Task goal | What do the lines say, reproduced word for word, from the first of the entries below through the line bearing "r = 1.17741 σ"?

----

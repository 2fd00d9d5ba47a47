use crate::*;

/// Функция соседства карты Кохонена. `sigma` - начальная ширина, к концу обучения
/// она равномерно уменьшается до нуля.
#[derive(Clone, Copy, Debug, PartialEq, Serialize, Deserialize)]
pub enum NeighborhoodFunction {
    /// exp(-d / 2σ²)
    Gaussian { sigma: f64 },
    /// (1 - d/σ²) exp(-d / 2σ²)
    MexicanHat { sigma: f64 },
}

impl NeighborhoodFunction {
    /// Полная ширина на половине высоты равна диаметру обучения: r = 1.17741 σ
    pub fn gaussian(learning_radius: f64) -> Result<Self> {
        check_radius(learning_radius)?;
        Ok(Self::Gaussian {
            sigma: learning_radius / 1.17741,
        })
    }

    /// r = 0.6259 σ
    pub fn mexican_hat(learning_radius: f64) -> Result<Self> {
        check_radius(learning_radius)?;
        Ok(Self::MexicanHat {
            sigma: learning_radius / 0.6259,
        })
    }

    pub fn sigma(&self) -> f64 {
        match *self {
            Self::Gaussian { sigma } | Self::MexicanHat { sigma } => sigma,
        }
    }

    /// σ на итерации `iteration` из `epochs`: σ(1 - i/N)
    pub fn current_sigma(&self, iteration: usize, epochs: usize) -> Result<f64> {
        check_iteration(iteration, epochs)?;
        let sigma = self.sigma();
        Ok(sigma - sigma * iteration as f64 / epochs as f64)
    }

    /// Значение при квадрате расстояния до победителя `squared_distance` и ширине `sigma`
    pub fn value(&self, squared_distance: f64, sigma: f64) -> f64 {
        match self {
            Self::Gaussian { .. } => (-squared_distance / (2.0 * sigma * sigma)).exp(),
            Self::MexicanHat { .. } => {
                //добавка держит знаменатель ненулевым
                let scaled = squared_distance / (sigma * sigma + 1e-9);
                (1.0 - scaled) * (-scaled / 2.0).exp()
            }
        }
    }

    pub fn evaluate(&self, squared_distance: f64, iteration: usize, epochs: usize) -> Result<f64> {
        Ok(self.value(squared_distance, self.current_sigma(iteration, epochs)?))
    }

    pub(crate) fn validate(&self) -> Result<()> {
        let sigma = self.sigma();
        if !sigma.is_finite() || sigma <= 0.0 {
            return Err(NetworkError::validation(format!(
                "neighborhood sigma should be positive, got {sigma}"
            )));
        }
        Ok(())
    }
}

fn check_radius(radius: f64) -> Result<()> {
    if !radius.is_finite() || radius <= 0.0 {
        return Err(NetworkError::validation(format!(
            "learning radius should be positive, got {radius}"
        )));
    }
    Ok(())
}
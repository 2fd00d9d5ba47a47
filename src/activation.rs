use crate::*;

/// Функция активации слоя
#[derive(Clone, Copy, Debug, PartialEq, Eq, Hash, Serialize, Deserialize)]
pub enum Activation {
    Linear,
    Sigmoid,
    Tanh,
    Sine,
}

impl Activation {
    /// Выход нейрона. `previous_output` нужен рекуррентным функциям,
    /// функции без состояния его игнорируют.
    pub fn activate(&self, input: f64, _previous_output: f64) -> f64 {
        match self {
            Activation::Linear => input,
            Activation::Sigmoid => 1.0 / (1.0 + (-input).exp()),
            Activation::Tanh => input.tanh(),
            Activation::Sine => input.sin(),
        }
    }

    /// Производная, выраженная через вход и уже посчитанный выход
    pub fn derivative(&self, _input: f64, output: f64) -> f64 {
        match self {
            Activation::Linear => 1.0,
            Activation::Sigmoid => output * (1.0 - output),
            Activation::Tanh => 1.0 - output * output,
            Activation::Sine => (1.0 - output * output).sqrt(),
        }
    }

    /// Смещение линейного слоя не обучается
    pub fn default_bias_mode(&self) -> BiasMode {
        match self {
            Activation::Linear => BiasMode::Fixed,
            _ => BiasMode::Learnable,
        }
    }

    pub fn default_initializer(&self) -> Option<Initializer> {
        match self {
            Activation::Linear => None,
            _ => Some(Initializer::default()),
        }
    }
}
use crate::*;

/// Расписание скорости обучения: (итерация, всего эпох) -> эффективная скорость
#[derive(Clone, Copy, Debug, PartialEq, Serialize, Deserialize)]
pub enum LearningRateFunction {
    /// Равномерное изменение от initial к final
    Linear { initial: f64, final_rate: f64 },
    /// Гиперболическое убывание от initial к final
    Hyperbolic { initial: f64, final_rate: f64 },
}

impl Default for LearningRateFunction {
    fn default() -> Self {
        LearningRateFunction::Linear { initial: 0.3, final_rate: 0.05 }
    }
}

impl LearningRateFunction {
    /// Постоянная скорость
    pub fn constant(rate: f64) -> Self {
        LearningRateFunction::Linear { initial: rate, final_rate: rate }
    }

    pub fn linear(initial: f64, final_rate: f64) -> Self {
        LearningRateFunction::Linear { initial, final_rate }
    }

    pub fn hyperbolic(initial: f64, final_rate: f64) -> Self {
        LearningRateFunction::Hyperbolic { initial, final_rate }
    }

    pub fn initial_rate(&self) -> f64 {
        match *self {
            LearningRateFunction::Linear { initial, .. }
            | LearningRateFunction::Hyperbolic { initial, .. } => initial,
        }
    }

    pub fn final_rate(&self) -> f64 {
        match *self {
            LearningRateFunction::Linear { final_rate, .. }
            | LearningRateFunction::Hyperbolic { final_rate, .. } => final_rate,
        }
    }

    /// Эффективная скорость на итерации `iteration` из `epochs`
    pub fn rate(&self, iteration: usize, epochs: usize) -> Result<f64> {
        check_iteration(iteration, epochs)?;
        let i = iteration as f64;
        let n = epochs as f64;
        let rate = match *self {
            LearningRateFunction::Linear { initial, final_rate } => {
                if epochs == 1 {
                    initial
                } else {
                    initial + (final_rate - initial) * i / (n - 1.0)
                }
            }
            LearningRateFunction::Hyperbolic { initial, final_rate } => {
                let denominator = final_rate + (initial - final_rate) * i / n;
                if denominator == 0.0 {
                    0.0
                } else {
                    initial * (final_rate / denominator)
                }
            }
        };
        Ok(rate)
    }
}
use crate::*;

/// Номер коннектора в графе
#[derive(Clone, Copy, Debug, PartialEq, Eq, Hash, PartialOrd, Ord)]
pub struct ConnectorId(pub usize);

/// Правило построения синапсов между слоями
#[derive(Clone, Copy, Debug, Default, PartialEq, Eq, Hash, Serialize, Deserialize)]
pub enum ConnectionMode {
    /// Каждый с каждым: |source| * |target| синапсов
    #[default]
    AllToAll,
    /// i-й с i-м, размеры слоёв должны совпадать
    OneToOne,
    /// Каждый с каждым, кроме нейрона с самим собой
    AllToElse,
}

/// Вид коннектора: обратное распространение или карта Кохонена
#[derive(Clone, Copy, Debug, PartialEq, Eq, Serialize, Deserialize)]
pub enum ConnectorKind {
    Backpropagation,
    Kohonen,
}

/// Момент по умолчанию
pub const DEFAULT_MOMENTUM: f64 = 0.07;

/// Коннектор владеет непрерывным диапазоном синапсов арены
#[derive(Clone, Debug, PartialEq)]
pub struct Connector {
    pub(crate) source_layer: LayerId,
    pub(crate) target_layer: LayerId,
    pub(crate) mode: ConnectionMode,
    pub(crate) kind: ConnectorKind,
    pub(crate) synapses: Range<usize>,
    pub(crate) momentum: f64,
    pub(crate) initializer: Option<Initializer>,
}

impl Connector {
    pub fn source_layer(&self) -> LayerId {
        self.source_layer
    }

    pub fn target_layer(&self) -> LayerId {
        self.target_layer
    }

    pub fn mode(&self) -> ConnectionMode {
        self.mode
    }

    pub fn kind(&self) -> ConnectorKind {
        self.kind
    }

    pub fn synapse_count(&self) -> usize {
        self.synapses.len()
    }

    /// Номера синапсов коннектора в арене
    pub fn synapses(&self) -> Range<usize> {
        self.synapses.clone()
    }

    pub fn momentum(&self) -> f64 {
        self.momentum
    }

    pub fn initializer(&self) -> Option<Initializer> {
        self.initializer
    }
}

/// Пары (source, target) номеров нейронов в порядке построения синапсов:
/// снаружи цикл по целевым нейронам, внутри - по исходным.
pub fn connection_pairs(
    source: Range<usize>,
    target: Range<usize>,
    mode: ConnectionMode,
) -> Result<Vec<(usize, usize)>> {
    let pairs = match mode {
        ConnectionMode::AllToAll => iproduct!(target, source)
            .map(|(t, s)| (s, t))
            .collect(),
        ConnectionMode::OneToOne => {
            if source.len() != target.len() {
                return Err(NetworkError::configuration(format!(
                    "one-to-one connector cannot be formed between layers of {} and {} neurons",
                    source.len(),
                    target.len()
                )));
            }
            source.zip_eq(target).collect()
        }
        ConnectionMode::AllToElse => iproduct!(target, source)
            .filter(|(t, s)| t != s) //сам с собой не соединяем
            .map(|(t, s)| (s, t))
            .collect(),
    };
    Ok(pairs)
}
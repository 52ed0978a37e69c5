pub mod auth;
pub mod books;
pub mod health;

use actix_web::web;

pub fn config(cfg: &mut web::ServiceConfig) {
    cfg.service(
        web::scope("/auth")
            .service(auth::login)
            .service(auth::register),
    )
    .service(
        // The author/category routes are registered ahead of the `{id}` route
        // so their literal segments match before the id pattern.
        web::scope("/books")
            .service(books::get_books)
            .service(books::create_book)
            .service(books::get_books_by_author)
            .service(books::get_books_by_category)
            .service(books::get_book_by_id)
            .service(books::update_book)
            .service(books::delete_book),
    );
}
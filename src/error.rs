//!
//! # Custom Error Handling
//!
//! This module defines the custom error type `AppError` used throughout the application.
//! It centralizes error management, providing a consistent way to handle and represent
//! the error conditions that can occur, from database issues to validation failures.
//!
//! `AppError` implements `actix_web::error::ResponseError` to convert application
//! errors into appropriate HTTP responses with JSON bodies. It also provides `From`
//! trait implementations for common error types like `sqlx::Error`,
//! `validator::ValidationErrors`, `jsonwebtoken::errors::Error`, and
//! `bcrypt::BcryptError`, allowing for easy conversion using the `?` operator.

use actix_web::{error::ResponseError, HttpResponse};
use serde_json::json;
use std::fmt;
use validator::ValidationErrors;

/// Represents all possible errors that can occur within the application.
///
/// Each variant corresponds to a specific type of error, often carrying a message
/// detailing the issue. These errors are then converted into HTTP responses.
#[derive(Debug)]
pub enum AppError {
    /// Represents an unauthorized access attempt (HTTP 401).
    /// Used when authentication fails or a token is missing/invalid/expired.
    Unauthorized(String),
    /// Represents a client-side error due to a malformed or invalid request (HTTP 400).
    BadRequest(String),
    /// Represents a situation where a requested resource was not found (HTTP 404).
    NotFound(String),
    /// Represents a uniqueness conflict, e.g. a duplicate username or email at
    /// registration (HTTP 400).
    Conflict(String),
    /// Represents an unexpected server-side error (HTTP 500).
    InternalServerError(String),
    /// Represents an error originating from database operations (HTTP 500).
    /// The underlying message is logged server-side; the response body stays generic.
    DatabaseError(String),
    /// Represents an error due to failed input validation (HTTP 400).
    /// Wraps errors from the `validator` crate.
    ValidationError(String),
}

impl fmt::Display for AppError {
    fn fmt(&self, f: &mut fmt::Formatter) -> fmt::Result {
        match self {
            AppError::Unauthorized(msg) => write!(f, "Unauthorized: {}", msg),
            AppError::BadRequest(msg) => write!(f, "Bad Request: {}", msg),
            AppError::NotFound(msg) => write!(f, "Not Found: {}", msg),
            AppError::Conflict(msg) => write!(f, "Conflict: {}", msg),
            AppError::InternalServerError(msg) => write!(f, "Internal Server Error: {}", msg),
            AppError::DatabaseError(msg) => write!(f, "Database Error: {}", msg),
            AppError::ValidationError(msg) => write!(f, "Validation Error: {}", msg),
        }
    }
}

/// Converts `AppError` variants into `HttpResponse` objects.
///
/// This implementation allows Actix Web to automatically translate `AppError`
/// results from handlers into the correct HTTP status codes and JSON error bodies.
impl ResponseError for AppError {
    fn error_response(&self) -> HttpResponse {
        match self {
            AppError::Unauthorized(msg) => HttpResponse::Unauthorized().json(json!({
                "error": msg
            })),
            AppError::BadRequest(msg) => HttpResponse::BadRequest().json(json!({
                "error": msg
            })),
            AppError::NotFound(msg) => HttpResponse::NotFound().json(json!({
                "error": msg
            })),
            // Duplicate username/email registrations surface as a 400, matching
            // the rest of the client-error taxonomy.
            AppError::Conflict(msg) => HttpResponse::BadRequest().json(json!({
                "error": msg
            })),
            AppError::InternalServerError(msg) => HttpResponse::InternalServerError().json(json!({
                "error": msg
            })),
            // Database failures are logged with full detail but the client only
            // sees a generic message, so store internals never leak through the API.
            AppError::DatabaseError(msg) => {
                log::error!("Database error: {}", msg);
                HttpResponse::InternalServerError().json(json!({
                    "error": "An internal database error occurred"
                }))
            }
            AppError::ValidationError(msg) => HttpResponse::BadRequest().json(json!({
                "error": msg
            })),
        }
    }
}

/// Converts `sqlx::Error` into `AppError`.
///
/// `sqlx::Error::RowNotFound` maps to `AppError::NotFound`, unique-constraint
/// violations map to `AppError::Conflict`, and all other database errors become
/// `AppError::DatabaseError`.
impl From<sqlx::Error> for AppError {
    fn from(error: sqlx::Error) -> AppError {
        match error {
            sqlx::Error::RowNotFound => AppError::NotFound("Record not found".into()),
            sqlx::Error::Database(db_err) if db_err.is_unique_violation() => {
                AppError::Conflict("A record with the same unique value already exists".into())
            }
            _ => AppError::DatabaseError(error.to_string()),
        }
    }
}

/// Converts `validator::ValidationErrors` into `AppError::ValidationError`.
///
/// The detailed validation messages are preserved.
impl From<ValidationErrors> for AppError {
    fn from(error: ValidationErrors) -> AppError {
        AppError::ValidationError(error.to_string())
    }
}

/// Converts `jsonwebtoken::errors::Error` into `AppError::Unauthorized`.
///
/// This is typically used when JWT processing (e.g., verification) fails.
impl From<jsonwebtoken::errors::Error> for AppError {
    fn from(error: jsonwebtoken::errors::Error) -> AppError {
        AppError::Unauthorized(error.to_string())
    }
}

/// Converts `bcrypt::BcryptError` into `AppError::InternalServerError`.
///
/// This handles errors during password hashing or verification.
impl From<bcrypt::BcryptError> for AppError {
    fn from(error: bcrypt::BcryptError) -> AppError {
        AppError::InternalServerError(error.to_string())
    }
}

----

Reply to the exercise |
repository 2fd00d9d5ba47a47
use crate::*;

/// Функция соседства карты Кохонена. `sigma` - начальная ширина, к концу обучения
/// она равномерно уменьшается до нуля.
#[derive(Clone, Copy, Debug, PartialEq, Serialize, Deserialize)]
pub enum NeighborhoodFunction {
    /// exp(-d / 2σ²)
    Gaussian { sigma: f64 },
    /// (1 - d/σ²) exp(-d / 2σ²)
    MexicanHat { sigma: f64 },
}

impl NeighborhoodFunction {
    /// Полная ширина на половине высоты равна диаметру обучения: r = 1.17741 σ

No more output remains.